Most times, price stickers are stuck to outer packaging that will be thrown away anyway. However, sometimes you may purchase an item with a pricing sticker directly on the item itself such as a book, CD, or even a piece of furniture.
How a Price Sticker Should be Removed
First, peel as much of the label off with your fingers as you can get. Sometimes you get lucky and the label comes up with no sign that it was ever there. If you end up with some sticky leftovers, then you will have to decide what method to use to try removing the sticker depending on the item it is stuck on.
Hard surfaces are usually much easier to remove residue from than clothing or furniture, so the type of removal solution you choose depends on the material involved. For instance, peanut butter is actually a great removal tool for clothing because it works into the glue and any residue may be washed out, but it would be lousy on furniture because it leaves behind grease that is resistant to traditional furniture cleaning methods. Be sure to research possible results before using a chosen method.

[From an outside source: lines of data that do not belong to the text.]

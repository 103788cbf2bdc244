//! Azure CLI invocation.

use std::process::Stdio;
use std::time::Duration;

use acr_sweep_core::error::{Result, SweepError};
use serde::de::DeserializeOwned;
use serde::Deserialize;
use tokio::process::Command;

/// Default Azure CLI executable.
pub const DEFAULT_PROGRAM: &str = "az";

/// Signed-in account reported by `az account show`.
#[derive(Debug, Clone, Deserialize)]
pub struct Account {
    pub id: String,
    #[serde(default)]
    pub name: String,
    #[serde(default)]
    pub user: Option<AccountUser>,
}

#[derive(Debug, Clone, Deserialize)]
pub struct AccountUser {
    pub name: String,
}

/// Runs `az` commands with JSON output and a per-call timeout.
#[derive(Debug, Clone)]
pub struct AzCli {
    program: String,
    timeout: Duration,
    subscription: Option<String>,
}

impl AzCli {
    pub fn new(program: impl Into<String>, timeout: Duration) -> Self {
        Self {
            program: program.into(),
            timeout,
            subscription: None,
        }
    }

    /// Pin every command to one subscription.
    pub fn with_subscription(mut self, subscription: impl Into<String>) -> Self {
        self.subscription = Some(subscription.into());
        self
    }

    pub fn program(&self) -> &str {
        &self.program
    }

    fn full_args(&self, args: &[String]) -> Vec<String> {
        let mut full: Vec<String> = args.to_vec();
        if let Some(ref subscription) = self.subscription {
            full.push("--subscription".to_string());
            full.push(subscription.clone());
        }
        full.push("--output".to_string());
        full.push("json".to_string());
        full
    }

    /// Command line `run` would execute, for display.
    pub fn render(&self, args: &[String]) -> String {
        let mut line = self.program.clone();
        for arg in self.full_args(args) {
            line.push(' ');
            if arg.contains(char::is_whitespace) {
                line.push_str(&format!("\"{}\"", arg));
            } else {
                line.push_str(&arg);
            }
        }
        line
    }

    /// Run a command and return its standard output.
    pub async fn run(&self, args: &[String]) -> Result<String> {
        let full = self.full_args(args);
        tracing::debug!(program = %self.program, args = ?full, "Running command");

        let child = Command::new(&self.program)
            .args(&full)
            .stdin(Stdio::null())
            .stdout(Stdio::piped())
            .stderr(Stdio::piped())
            .kill_on_drop(true)
            .spawn()
            .map_err(|e| self.error(format!("failed to start: {}", e)))?;

        let output = match tokio::time::timeout(self.timeout, child.wait_with_output()).await {
            Ok(output) => output.map_err(|e| self.error(format!("failed to wait: {}", e)))?,
            Err(_) => {
                return Err(self.error(format!(
                    "'{}' timed out after {}s",
                    args.join(" "),
                    self.timeout.as_secs()
                )))
            }
        };

        if !output.status.success() {
            let stderr = String::from_utf8_lossy(&output.stderr);
            let message = stderr.trim();
            return Err(self.error(format!(
                "'{}' exited with {}: {}",
                args.join(" "),
                output.status.code().unwrap_or(-1),
                if message.is_empty() { "no error output" } else { message }
            )));
        }

        Ok(String::from_utf8_lossy(&output.stdout).into_owned())
    }

    /// Run a command and decode its JSON output.
    pub async fn run_json<T: DeserializeOwned>(&self, args: &[String]) -> Result<T> {
        let stdout = self.run(args).await?;
        serde_json::from_str(&stdout).map_err(|e| {
            self.error(format!("unexpected output of '{}': {}", args.join(" "), e))
        })
    }

    /// Check that the CLI has a signed-in account.
    pub async fn verify_login(&self) -> Result<Account> {
        let account: Account = self
            .run_json(&args(&["account", "show"]))
            .await
            .map_err(|e| SweepError::Authentication(format!("run 'az login' first ({})", e)))?;
        tracing::info!(
            subscription = %account.id,
            user = account.user.as_ref().map(|u| u.name.as_str()).unwrap_or("unknown"),
            "Azure CLI authenticated"
        );
        Ok(account)
    }

    fn error(&self, message: String) -> SweepError {
        SweepError::Command {
            program: self.program.clone(),
            message,
        }
    }
}

/// Owned argument list from string slices.
pub(crate) fn args(parts: &[&str]) -> Vec<String> {
    parts.iter().map(|p| p.to_string()).collect()
}
//! ACR Sweep Runtime - reconciliation and safe-deletion engine.
//!
//! This crate inventories a registry, collects the images deployed hosts run,
//! resolves them to digests, computes the unused set and drives deletion
//! through a confirmed, audited state machine. Remote systems are reached
//! through the collaborator traits in [`client`]; [`azure`] implements them
//! on top of the Azure CLI.

#![allow(clippy::result_large_err)]

pub mod audit;
pub mod azure;
pub mod client;
pub mod collector;
pub mod executor;
pub mod extract;
pub mod inventory;
#[cfg(any(test, feature = "test-utils"))]
pub mod memory;
pub mod resolver;
pub mod sweep;
pub mod unused;

// Re-export common types
pub use audit::{AuditDraft, AuditRecord, AuditRecorder, RunInfo, RunStatus, SystemInfo};
pub use client::{Clock, ContainerConfig, Host, HostClient, Operator, Page, RegistryClient, SystemClock};
pub use collector::{HostScan, ReferenceCollector, SkippedTarget};
pub use executor::{DeletionExecutor, DeletionMode, ExecutionReport, ExecutorState, CONFIRMATION_TOKEN};
pub use extract::{default_strategies, ExtractionStrategy};
pub use inventory::{Inventory, RegistryInventory, SkippedRepository};
pub use resolver::{DigestResolver, Resolution};
pub use sweep::{Analysis, RunReport, Sweep};
pub use unused::{UnusedSet, UnusedSetComputer};

/// ACR Sweep Runtime version.
pub const VERSION: &str = env!("CARGO_PKG_VERSION");
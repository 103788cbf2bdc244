//! ACR Sweep Core - Foundational Types
//!
//! This crate provides the data model, configuration and error types shared
//! by the reconciliation engine and the command line.

pub mod config;
pub mod digest;
pub mod error;
pub mod manifest;
pub mod reference;

// Re-export commonly used types
pub use config::{ConcurrencyConfig, ConfigLayer, SweepConfig};
pub use digest::Digest;
pub use error::{Result, SweepError};
pub use manifest::{DeletionOutcome, Manifest, ProtectedManifest, UnusedManifest};
pub use reference::{ImageName, ImageReference, ImageTarget, ResolvedReference};

/// ACR Sweep version
pub const VERSION: &str = env!("CARGO_PKG_VERSION");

Oil-based products will remove glue residue by helping it to release from the surface through lubrication and alcohol-based products will dry out the residue for easy removal. Some cases may require some experimentation to find what works the best. If you aren't sure of the result, you may want to test on a small or less noticeable area before committing to removal solution.
Oil-based products are not recommended for clothing or other fibrous materials as it may cause staining. If oil has already been used, then promptly treat the area with a grease-fighting stain remover. This will remove the oil and prevent spotting.
Other Removal Methods
Commercially available products such as Goo Gone are ideal for most sticky residue problems and they are readily available at most grocery and convenience stores. WD-40 is also a commonly accepted solution for removing sticker residue with no lingering effects (it may leave behind an oily residue, but that is easily cleaned up with a little soap and water). Any removal solution should be first tested in a small unnoticeable area first. Other common removal agents are nail polish remover, petroleum jelly, hand lotion, Windex, paint thinner, and vegetable oil.